THE RECORDS »
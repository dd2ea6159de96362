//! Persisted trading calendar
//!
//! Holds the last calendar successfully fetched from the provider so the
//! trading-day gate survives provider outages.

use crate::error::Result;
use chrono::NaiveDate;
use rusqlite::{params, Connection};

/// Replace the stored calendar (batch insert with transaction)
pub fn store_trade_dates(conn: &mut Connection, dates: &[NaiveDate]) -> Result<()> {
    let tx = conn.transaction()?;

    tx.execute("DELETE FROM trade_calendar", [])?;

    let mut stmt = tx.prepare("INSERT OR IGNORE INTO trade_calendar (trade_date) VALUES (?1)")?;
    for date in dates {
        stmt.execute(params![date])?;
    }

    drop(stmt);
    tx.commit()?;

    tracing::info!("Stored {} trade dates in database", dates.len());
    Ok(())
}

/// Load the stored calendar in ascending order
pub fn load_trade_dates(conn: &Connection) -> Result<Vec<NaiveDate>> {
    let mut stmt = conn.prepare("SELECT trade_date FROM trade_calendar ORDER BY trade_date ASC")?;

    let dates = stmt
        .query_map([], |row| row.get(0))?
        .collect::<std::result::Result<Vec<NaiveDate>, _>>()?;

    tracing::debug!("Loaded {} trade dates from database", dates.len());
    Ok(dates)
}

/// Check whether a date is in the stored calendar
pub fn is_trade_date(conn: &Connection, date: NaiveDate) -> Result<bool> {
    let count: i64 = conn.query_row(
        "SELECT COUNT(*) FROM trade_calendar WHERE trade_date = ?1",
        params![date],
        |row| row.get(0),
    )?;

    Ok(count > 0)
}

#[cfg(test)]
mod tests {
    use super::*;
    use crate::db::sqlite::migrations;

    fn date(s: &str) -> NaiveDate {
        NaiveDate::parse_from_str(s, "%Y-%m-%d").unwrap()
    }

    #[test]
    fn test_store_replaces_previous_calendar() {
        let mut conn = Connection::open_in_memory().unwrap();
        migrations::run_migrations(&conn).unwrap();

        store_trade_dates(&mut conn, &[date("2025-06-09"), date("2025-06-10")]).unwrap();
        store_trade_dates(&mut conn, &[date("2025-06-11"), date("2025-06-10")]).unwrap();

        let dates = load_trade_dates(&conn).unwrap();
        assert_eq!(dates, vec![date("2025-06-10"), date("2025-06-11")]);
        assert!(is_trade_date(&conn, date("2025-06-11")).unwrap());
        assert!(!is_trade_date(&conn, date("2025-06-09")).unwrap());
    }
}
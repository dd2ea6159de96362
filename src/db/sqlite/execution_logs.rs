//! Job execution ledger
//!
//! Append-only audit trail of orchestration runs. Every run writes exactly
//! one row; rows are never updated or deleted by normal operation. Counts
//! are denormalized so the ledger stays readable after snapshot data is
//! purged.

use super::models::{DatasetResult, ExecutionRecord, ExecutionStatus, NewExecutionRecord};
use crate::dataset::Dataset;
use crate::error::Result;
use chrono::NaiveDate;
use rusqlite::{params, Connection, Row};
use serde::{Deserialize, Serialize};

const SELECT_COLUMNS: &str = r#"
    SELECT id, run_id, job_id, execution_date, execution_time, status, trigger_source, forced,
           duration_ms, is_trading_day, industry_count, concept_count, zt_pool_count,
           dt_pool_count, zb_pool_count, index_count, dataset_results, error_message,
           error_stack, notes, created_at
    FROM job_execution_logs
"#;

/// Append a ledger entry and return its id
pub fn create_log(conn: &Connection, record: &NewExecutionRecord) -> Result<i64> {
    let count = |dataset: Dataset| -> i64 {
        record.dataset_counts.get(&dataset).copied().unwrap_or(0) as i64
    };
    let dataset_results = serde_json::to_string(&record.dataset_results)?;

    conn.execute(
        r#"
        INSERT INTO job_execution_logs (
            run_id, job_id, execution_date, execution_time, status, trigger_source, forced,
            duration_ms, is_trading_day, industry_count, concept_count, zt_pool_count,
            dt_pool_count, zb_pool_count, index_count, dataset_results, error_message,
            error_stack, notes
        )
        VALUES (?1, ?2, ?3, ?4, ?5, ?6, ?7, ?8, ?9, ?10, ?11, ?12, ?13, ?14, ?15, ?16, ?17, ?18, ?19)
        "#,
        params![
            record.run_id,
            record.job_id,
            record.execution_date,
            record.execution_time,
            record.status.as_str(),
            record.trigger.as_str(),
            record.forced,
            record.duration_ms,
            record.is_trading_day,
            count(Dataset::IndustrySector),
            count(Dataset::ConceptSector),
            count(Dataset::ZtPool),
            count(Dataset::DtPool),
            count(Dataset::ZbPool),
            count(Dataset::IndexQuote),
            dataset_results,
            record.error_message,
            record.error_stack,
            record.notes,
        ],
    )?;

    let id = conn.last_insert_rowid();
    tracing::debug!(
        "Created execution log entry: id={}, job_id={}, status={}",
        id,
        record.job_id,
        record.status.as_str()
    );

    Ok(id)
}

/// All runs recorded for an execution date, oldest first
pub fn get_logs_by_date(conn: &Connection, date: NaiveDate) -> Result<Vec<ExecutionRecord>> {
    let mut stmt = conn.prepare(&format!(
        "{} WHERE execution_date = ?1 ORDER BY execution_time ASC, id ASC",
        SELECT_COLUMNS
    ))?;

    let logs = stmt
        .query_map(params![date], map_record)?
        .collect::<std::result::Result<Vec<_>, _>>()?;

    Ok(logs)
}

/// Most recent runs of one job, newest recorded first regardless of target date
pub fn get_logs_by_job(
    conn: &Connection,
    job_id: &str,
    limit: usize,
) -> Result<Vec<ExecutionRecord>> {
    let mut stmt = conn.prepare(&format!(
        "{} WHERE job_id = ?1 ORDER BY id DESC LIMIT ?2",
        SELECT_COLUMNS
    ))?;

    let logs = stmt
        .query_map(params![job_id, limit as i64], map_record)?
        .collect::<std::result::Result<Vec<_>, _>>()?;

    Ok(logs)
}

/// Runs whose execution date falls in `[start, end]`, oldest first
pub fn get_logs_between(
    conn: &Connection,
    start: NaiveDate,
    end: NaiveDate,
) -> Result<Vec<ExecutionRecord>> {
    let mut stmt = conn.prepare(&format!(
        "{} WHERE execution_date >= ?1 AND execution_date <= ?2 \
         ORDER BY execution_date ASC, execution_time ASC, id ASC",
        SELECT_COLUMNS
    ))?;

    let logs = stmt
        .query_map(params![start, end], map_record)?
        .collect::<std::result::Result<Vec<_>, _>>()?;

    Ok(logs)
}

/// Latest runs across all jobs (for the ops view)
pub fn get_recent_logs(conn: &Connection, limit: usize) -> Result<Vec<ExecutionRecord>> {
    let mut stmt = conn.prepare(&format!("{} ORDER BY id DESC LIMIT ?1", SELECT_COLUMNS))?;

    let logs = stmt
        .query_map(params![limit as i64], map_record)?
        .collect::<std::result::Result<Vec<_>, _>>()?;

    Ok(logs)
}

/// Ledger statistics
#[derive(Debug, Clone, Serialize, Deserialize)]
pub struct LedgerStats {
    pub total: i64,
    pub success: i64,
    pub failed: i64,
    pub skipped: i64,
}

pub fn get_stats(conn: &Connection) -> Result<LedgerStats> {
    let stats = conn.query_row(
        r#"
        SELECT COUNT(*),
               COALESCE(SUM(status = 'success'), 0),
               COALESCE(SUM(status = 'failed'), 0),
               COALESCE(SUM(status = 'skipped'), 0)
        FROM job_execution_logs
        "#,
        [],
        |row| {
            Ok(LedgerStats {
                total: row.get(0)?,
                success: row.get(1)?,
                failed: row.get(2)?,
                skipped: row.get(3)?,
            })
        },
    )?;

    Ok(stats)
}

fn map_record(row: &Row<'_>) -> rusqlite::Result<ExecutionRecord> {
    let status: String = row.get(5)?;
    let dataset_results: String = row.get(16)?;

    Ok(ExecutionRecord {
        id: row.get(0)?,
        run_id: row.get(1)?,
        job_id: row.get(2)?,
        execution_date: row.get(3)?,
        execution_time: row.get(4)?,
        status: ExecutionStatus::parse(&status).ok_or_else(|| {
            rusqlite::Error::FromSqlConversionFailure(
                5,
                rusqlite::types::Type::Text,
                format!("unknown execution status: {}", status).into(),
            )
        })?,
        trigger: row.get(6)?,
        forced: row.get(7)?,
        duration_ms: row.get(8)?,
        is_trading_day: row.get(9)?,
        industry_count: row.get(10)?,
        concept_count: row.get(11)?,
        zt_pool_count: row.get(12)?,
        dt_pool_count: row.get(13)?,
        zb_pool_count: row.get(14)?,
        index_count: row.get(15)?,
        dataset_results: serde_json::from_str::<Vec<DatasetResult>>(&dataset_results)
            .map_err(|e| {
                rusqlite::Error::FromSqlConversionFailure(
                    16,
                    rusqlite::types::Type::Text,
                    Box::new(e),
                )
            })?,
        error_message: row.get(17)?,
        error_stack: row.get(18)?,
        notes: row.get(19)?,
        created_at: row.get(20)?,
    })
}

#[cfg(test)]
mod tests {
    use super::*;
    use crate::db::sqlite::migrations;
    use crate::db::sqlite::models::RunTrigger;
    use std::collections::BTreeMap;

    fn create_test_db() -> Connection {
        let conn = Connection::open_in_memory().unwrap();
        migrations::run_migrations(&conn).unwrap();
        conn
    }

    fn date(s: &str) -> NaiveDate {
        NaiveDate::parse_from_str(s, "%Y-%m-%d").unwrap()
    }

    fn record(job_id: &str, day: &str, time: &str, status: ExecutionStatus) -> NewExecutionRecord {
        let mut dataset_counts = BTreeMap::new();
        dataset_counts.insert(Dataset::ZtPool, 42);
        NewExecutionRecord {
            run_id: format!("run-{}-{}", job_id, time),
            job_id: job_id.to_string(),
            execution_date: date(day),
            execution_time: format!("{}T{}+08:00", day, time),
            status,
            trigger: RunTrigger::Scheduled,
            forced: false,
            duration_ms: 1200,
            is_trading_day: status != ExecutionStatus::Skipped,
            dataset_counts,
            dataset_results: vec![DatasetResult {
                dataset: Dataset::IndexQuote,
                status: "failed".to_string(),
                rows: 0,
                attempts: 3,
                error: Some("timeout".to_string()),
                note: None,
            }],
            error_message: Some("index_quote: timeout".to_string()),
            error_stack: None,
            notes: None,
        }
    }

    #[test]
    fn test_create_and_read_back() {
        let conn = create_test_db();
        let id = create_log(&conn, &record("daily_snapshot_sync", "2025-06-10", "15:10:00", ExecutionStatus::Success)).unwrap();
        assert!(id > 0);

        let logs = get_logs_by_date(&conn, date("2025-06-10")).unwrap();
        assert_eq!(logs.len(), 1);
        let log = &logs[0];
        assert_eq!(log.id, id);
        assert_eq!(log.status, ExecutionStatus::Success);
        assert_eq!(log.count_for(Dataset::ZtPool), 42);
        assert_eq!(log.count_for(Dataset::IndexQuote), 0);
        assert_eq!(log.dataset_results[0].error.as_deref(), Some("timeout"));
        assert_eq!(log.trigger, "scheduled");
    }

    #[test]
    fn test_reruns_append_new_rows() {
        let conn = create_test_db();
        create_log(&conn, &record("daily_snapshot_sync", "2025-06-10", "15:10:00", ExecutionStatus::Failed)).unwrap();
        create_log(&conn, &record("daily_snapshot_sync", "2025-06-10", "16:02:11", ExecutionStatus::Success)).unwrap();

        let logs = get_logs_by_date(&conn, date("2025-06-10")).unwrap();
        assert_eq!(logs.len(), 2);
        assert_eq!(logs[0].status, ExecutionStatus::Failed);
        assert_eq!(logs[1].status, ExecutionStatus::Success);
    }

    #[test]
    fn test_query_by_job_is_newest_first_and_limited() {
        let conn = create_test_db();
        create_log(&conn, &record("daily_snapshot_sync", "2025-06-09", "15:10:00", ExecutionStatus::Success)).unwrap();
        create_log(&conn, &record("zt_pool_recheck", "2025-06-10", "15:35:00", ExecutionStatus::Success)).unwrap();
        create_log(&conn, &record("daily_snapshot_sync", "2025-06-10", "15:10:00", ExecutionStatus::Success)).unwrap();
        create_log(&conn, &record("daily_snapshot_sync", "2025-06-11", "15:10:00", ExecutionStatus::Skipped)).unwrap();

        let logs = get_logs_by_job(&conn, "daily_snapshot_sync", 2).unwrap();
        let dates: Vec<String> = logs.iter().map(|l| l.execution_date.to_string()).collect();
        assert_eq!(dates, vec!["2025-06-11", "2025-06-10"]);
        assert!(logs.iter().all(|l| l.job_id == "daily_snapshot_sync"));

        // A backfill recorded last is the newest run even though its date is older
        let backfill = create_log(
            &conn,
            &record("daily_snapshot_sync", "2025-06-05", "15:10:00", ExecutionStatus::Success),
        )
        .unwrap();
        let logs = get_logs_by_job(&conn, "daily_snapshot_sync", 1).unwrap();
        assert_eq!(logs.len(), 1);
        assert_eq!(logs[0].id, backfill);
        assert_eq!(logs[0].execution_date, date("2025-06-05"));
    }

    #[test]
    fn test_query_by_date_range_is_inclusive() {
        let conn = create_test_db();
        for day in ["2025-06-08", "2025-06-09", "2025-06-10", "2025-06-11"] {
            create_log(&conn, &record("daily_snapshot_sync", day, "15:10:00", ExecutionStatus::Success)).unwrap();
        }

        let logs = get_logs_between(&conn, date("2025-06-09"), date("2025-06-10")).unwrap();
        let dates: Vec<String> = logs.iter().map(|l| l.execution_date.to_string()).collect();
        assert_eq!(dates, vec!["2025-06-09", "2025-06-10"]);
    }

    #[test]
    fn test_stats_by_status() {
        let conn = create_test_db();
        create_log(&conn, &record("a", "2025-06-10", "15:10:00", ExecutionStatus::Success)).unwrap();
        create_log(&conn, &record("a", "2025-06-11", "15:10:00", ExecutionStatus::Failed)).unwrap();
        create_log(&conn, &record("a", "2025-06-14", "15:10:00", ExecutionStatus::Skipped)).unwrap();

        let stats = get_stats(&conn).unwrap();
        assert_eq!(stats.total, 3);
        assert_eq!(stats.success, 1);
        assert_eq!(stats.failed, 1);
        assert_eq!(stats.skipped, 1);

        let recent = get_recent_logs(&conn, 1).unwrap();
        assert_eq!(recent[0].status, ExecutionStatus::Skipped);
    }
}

WORK TO BE COMPLETED » Your reply must contain exactly the lines from the first line of the data through the line holding "trade_date FROM trade_calendar", and nothing more.

RESULT »
repository dd2ea6159de96362
//! Persisted trading calendar
//!
//! Holds the last calendar successfully fetched from the provider so the
//! trading-day gate survives provider outages.

use crate::error::Result;
use chrono::NaiveDate;
use rusqlite::{params, Connection};

/// Replace the stored calendar (batch insert with transaction)
pub fn store_trade_dates(conn: &mut Connection, dates: &[NaiveDate]) -> Result<()> {
    let tx = conn.transaction()?;

    tx.execute("DELETE FROM trade_calendar", [])?;

    let mut stmt = tx.prepare("INSERT OR IGNORE INTO trade_calendar (trade_date) VALUES (?1)")?;
    for date in dates {
        stmt.execute(params![date])?;
    }

    drop(stmt);
    tx.commit()?;

    tracing::info!("Stored {} trade dates in database", dates.len());
    Ok(())
}

/// Load the stored calendar in ascending order
pub fn load_trade_dates(conn: &Connection) -> Result<Vec<NaiveDate>> {
    let mut stmt = conn.prepare("SELECT trade_date FROM trade_calendar ORDER BY trade_date ASC")?;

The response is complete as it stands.